For the First Time, Scientists Extract Black Plague DNA From an Ancient Bone of an Animal That Died 4,000 Years Ago
Few diseases have left a scar on humanity as deep as the Black Death. The plague killed roughly one-third of Europe’s population in the mid-1300s, powered by Yersinia pestis and its terrifying ability to spread through flea bites. But that medieval catastrophe, as monstrous as it was, was not the first chapter. Scientists have long known, through the DNA of Bronze Age humans, that a related strain of Y. pestis was already circulating across Eurasia for more than two millennia before the medieval outbreak, a darker, older prequel that most people have never heard of.
What they didn’t know, until now, was that livestock were part of the story. A new study, published in the journal Cell, reports the discovery of Y. pestis DNA in the 4,000-year-old remains of a domesticated sheep, originally recovered from Arkaim, a Bronze Age settlement located in the southern Ural mountains, along the border of present-day Russia and Kazakhstan. It is a find that complicates, and enriches, everything researchers thought they understood about how the ancient plague moved.
A Tiny Fragment With a Massive Implication
The work was neither easy nor straightforward. The DNA fragments recovered from the sheep remains were extraordinarily small, some containing only 50 base pairs. To put that into perspective, a full human genome contains around 3 billion base pairs. Working against difficult preservation conditions and the ever-present risk of soil contamination, archaeologist Taylor Hermes and his team at the University of Arkansas painstakingly pieced the evidence together.
What they found stopped them cold. According to Hermes, in a press statement: “It was alarm bells for my team. This was the first time we had recovered the genome from Yersinia pestis in a non-human sample.” The sheep bones had been sitting in excavation storage, largely unremarkable to the outside world, until they weren’t.

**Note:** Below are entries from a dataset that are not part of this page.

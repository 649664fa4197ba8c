#[derive(Clone, Copy, PartialEq, Eq, Debug, Default)]
pub enum SessionMode {
    #[default]
    Idle,
    Reading,
    Writing,
    /// Writing, tagged as the log sink.
    Logging,
}

impl SessionMode {
    pub fn is_open(self) -> bool {
        !matches!(self, Self::Idle)
    }

    pub fn is_writing(self) -> bool {
        matches!(self, Self::Writing | Self::Logging)
    }
}

#[derive(Clone, Copy, PartialEq, Eq, Debug)]
pub enum SessionApplyStatus {
    Applied,
    Unchanged,
    InvalidTransition,
}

The Sintashta Culture and the Perfect Storm
The sheep did not exist in a vacuum. Arkaim, 4,000 years ago, was home to the Sintashta culture, a civilization known for its impressive bronze armaments and, crucially, its mastery of horse riding. Members of the Sintashta also managed large groups of livestock while expanding across the continent. According to the study published in Cell, this combination essentially created a perfect storm of disease transmission through increased animal interaction.
That context matters enormously. The same strain of Bronze Age Y. pestis has been found in populations thousands of kilometers apart, and the sheep discovery begins to explain how. It was, as Hermes put it, “more than people moving.”

One Answer, and a Reservoir Still Unnamed
The find also reopens a question that a 2015 study, also published in Cell, had attempted to settle. That earlier research had found that the Bronze Age strain of Y. pestis was missing the Yersinia murine toxin, the gene that allows the bacterium to survive inside a flea’s gut. Without it, researchers concluded, the ancient plague must have spread through airborne droplets, contaminated food, or the exchange of bodily fluids, not through fleas.
The sheep discovery doesn’t contradict that conclusion, but it adds new dimensions to it. According to Hermes, the picture is now “a dynamic between people, livestock and some still unidentified natural reservoir,” which he suggested could be rodents on the grasslands of the Eurasian steppe or migratory birds. The medieval plague found its reservoir in rats. Ebola found its in fruit bats across sub-Saharan Africa. The Bronze Age plague, it seems, had its own silent carrier, it just hasn’t been identified yet.
As Popular Mechanics reported, the COVID-19 pandemic reminded the world that pestilence is an inevitable part of being human. This discovery, quiet and ancient as it is, carries the same uncomfortable message.